TO DO | What lines in the following entries hold the word "Debug"? Copy each one.
[[ SUPPLIED MATERIAL, beginning ]]
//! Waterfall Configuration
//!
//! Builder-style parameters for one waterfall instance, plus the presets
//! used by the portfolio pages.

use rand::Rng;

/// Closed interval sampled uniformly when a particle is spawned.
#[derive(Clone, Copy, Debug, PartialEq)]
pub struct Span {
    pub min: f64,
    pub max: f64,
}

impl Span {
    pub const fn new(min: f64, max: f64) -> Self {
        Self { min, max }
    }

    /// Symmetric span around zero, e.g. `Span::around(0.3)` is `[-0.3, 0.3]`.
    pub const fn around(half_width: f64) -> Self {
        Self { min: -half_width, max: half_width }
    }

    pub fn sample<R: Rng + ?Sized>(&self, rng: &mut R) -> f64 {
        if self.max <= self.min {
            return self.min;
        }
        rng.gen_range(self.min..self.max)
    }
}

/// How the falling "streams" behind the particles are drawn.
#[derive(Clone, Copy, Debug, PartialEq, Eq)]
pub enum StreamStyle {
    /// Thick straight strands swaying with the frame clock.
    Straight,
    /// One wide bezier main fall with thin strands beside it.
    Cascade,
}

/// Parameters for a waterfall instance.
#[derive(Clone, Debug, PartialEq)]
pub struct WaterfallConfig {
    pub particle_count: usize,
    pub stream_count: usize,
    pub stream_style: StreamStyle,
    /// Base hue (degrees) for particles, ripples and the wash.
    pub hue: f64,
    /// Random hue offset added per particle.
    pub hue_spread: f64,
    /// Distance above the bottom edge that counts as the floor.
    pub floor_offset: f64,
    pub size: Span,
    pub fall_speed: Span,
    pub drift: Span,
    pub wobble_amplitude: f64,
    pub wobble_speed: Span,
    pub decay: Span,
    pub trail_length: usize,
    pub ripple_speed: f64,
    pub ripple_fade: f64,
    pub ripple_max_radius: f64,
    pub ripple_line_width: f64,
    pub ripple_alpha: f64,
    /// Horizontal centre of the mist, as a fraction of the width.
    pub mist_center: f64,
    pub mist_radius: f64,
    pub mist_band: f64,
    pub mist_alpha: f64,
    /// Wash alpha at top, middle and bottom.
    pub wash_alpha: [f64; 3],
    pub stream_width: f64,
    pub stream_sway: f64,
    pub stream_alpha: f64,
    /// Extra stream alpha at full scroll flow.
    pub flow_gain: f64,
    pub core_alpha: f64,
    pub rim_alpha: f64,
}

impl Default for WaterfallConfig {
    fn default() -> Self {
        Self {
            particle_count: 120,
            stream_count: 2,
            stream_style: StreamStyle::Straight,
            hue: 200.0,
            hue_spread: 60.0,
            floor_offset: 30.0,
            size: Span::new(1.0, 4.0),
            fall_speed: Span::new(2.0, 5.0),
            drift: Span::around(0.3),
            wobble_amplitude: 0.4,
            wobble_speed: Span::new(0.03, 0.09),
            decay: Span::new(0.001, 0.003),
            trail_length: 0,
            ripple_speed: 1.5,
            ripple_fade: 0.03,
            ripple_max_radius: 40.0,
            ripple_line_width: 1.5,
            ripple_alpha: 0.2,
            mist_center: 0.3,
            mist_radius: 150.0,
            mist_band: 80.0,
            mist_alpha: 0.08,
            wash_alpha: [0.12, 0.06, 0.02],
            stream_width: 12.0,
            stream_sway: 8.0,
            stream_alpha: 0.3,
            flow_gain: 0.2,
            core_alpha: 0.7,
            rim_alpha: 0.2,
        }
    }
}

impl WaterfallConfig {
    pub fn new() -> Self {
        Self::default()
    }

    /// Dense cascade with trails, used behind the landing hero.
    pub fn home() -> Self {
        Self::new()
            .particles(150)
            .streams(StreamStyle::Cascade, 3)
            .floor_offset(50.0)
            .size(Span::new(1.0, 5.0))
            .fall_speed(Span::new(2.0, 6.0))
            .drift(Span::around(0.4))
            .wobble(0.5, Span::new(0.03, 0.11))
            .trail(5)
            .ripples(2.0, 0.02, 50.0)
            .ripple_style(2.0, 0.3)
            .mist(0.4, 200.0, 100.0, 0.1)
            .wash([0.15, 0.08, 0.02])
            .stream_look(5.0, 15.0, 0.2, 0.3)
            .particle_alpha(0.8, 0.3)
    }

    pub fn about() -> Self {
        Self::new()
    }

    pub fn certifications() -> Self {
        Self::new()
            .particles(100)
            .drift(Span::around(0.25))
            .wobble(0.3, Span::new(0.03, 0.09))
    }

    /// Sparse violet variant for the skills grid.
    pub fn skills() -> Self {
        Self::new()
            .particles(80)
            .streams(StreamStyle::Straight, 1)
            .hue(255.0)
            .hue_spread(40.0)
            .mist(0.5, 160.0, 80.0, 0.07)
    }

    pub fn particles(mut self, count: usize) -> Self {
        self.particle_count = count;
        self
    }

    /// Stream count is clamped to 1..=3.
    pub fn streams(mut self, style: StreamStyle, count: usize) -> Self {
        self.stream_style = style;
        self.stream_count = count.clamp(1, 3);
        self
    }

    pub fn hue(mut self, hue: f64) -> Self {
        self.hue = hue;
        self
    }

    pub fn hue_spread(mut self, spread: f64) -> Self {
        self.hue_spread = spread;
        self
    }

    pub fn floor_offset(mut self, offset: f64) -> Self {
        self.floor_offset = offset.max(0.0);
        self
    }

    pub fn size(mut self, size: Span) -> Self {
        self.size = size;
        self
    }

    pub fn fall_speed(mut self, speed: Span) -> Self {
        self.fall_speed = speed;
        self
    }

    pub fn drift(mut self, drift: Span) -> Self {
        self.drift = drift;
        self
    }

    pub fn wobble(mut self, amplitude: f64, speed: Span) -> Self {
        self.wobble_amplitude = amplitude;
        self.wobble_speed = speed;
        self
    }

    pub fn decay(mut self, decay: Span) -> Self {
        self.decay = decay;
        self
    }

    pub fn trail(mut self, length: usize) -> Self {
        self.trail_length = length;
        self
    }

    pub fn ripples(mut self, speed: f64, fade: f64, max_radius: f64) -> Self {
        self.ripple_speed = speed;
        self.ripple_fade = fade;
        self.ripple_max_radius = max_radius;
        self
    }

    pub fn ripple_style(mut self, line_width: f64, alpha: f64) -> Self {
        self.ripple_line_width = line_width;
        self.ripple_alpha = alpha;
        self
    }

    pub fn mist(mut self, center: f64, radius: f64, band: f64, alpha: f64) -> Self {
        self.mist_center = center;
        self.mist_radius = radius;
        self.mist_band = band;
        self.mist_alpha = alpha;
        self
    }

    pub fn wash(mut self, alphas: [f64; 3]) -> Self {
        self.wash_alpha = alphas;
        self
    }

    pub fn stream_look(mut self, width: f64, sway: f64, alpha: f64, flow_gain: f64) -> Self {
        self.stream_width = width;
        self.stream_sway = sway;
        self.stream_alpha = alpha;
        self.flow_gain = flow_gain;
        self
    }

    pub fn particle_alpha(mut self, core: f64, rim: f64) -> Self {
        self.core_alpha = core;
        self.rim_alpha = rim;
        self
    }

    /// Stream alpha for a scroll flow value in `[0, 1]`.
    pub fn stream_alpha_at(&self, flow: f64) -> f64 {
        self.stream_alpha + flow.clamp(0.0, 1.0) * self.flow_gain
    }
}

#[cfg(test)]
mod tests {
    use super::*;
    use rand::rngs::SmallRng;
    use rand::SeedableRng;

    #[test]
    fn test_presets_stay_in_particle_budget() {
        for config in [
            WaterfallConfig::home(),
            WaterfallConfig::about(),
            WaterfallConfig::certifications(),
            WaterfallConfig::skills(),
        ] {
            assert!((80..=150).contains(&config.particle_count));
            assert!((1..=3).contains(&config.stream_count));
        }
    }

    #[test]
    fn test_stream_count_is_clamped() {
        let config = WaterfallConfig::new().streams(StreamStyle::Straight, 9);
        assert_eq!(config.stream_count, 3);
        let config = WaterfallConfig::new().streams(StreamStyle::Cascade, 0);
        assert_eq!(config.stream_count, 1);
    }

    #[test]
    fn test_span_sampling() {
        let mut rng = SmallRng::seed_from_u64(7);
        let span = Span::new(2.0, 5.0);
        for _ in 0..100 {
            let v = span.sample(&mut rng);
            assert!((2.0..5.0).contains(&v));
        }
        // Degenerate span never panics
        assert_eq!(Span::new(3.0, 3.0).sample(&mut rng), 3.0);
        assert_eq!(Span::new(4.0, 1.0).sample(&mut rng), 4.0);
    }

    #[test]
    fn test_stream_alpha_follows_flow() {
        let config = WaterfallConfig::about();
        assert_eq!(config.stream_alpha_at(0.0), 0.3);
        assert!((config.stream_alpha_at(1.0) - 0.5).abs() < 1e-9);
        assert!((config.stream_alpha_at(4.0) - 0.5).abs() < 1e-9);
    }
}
[[ SUPPLIED MATERIAL, end ]]
EXERCISE RESPONSE |
#[derive(Clone, Copy, Debug, PartialEq)]
#[derive(Clone, Copy, Debug, PartialEq, Eq)]
#[derive(Clone, Debug, PartialEq)]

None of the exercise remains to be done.